Disclaimer: See previous chapters.

Chapter 5: That time of the month

(Kurama)

Two weeks later...

Morning


'Ugh, I feel terrible this morning! No more ice cream before bedtime, that's for certain. I think I'm dying!' I thought as I tried to force myself out of bed.

Yukina and Botan were here until late last night putting me through "female training" as they put it. I feel as if I'm starting to get used to being this way, but with how the two of them are you'd think I'd always been a girl and had just hidden the fact from everyone the past few years. We had all shared a gallon of chocolate ice cream, which probably explains my upset stomach this morning.

Groaning my discomfort to the world I carefully rolled myself over and got to my feet. No sense in dallying around in bed. I have to get ready for school. I glanced at the clock.

"Hmm...6:30...Meaning Hiei will be here to get me in thirty minutes. I'd better get a move on."

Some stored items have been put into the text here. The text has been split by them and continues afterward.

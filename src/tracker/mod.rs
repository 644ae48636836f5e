//! Tracker module - records who speaks in LINE groups and answers commands.

pub mod commands;
pub mod database;
pub mod dispatcher;
pub mod event;
pub mod line;
pub mod membership;
pub mod profile;
pub mod signature;

#[cfg(test)]
pub(crate) mod fake;

pub use database::Database;
pub use dispatcher::{Dispatcher, TrackerConfig};
pub use line::{LineClient, Platform};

See recently, Hiei has been insistent on walking me to school every morning. At first, it was rather sweet of him, but now its just getting tedious. I swear, you would think I could not take care of myself. Fretsome koorime. Oh, well.

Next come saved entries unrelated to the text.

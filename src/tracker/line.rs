//! LINE Messaging API client.

use async_trait::async_trait;
use serde::de::DeserializeOwned;
use serde::{Deserialize, Serialize};
use std::time::Duration;
use tracing::{debug, info};

pub const DEFAULT_API_BASE: &str = "https://api.line.me";

/// The remote calls the bot makes against the messaging platform.
#[async_trait]
pub trait Platform: Send + Sync {
    /// Profile of a user who has added the bot as a friend.
    async fn get_profile(&self, user_id: &str) -> Result<Profile, Error>;

    /// Profile of a group member.
    async fn get_group_member_profile(&self, group_id: &str, user_id: &str) -> Result<Profile, Error>;

    /// Profile of a multi-person chat (room) member.
    async fn get_room_member_profile(&self, room_id: &str, user_id: &str) -> Result<Profile, Error>;

    /// One page of a group's member IDs, with the continuation token if more remain.
    async fn get_group_member_ids(
        &self,
        group_id: &str,
        start: Option<&str>,
    ) -> Result<MemberIdsPage, Error>;

    /// Reply to an event using its one-time reply token.
    async fn reply_text(&self, reply_token: &str, text: &str) -> Result<(), Error>;
}

#[derive(Debug, Clone, Deserialize)]
#[serde(rename_all = "camelCase")]
pub struct Profile {
    pub display_name: String,
}

#[derive(Debug, Clone, Default, Deserialize)]
pub struct MemberIdsPage {
    #[serde(rename = "memberIds")]
    pub member_ids: Vec<String>,
    pub next: Option<String>,
}

#[derive(Serialize)]
#[serde(rename_all = "camelCase")]
struct ReplyRequest<'a> {
    reply_token: &'a str,
    messages: Vec<TextMessage<'a>>,
}

#[derive(Serialize)]
struct TextMessage<'a> {
    #[serde(rename = "type")]
    kind: &'static str,
    text: &'a str,
}

/// LINE replies are capped at 5000 characters per text message.
const MAX_TEXT_CHARS: usize = 5000;

pub struct LineClient {
    access_token: String,
    api_base: String,
    http: reqwest::Client,
}

impl LineClient {
    pub fn new(access_token: String, api_base: String) -> Result<Self, Error> {
        let http = reqwest::Client::builder()
            .timeout(Duration::from_secs(10))
            .build()
            .map_err(|e| Error::Http(e.to_string()))?;

        Ok(Self {
            access_token,
            api_base: api_base.trim_end_matches('/').to_string(),
            http,
        })
    }

    fn url(&self, path: &str) -> String {
        format!("{}{}", self.api_base, path)
    }

    async fn get_json<T: DeserializeOwned>(&self, url: String) -> Result<T, Error> {
        debug!("GET {}", url);
        let response = self
            .http
            .get(&url)
            .bearer_auth(&self.access_token)
            .send()
            .await
            .map_err(|e| Error::Http(e.to_string()))?;

        let status = response.status();
        if !status.is_success() {
            let body = response.text().await.unwrap_or_default();
            return Err(Error::Api { status: status.as_u16(), body });
        }

        response.json().await.map_err(|e| Error::Parse(e.to_string()))
    }
}

#[async_trait]
impl Platform for LineClient {
    async fn get_profile(&self, user_id: &str) -> Result<Profile, Error> {
        let url = self.url(&format!("/v2/bot/profile/{}", urlencoding::encode(user_id)));
        self.get_json(url).await
    }

    async fn get_group_member_profile(&self, group_id: &str, user_id: &str) -> Result<Profile, Error> {
        let url = self.url(&format!(
            "/v2/bot/group/{}/member/{}",
            urlencoding::encode(group_id),
            urlencoding::encode(user_id)
        ));
        self.get_json(url).await
    }

    async fn get_room_member_profile(&self, room_id: &str, user_id: &str) -> Result<Profile, Error> {
        let url = self.url(&format!(
            "/v2/bot/room/{}/member/{}",
            urlencoding::encode(room_id),
            urlencoding::encode(user_id)
        ));
        self.get_json(url).await
    }

    async fn get_group_member_ids(
        &self,
        group_id: &str,
        start: Option<&str>,
    ) -> Result<MemberIdsPage, Error> {
        let mut url = self.url(&format!(
            "/v2/bot/group/{}/members/ids",
            urlencoding::encode(group_id)
        ));
        if let Some(start) = start {
            url.push_str(&format!("?start={}", urlencoding::encode(start)));
        }
        self.get_json(url).await
    }

    async fn reply_text(&self, reply_token: &str, text: &str) -> Result<(), Error> {
        let text = truncate_chars(text, MAX_TEXT_CHARS);
        let request = ReplyRequest {
            reply_token,
            messages: vec![TextMessage { kind: "text", text }],
        };

        let response = self
            .http
            .post(self.url("/v2/bot/message/reply"))
            .bearer_auth(&self.access_token)
            .json(&request)
            .send()
            .await
            .map_err(|e| Error::Http(e.to_string()))?;

        let status = response.status();
        if !status.is_success() {
            let body = response.text().await.unwrap_or_default();
            return Err(Error::Api { status: status.as_u16(), body });
        }

        info!("💬 Replied ({} chars)", text.chars().count());
        Ok(())
    }
}

/// Cut a string to at most `max_chars` characters on a char boundary.
fn truncate_chars(s: &str, max_chars: usize) -> &str {
    match s.char_indices().nth(max_chars) {
        Some((idx, _)) => &s[..idx],
        None => s,
    }
}

#[derive(Debug)]
pub enum Error {
    Http(String),
    Api { status: u16, body: String },
    Parse(String),
}

impl std::fmt::Display for Error {
    fn fmt(&self, f: &mut std::fmt::Formatter<'_>) -> std::fmt::Result {
        match self {
            Error::Http(e) => write!(f, "HTTP error: {e}"),
            Error::Api { status, body } => write!(f, "API error {status}: {body}"),
            Error::Parse(e) => write!(f, "Parse error: {e}"),
        }
    }
}

impl std::error::Error for Error {}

As I went through my morning ritual of get up, take a shower, fight with bra, get dressed, grab books, out the door I went through my checklist for today.

Today are the fitness exams for all grades from the junior high and high schools. This means that I am wearing shorts today which is a bother with my girly legs. It also means that I have to figure out this stupid sports bra otherwise everyone is going to know that I'm a woman.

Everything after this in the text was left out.